**Problem to solve**
Copy out the lines below that hold the word "kinds".

**Listed records**

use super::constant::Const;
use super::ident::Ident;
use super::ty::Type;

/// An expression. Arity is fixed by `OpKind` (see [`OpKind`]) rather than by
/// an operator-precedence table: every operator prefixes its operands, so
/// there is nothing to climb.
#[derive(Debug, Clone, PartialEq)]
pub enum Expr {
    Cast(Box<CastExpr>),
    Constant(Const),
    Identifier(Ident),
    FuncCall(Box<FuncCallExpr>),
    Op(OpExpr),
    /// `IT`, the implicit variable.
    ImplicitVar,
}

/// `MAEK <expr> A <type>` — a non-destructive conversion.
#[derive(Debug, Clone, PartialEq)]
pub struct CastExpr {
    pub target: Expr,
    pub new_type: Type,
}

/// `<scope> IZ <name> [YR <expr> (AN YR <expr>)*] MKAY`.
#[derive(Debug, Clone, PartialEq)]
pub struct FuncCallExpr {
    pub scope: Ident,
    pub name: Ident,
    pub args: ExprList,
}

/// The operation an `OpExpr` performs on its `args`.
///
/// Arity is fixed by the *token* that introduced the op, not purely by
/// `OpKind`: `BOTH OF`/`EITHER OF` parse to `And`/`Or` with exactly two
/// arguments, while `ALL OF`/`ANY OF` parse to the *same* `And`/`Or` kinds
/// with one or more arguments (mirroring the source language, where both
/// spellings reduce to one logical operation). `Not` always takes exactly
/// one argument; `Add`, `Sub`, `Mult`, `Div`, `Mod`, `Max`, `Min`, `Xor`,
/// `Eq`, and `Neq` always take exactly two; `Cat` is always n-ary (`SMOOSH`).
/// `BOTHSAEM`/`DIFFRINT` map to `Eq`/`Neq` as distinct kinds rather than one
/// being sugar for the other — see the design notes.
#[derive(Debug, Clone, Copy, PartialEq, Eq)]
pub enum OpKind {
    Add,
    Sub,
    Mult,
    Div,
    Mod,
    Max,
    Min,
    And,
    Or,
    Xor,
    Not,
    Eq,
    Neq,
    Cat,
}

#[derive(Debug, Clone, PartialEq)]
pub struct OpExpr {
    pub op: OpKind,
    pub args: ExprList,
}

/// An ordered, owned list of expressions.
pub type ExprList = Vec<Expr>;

**Answer area**
/// arguments, while `ALL OF`/`ANY OF` parse to the *same* `And`/`Or` kinds
/// `BOTHSAEM`/`DIFFRINT` map to `Eq`/`Neq` as distinct kinds rather than one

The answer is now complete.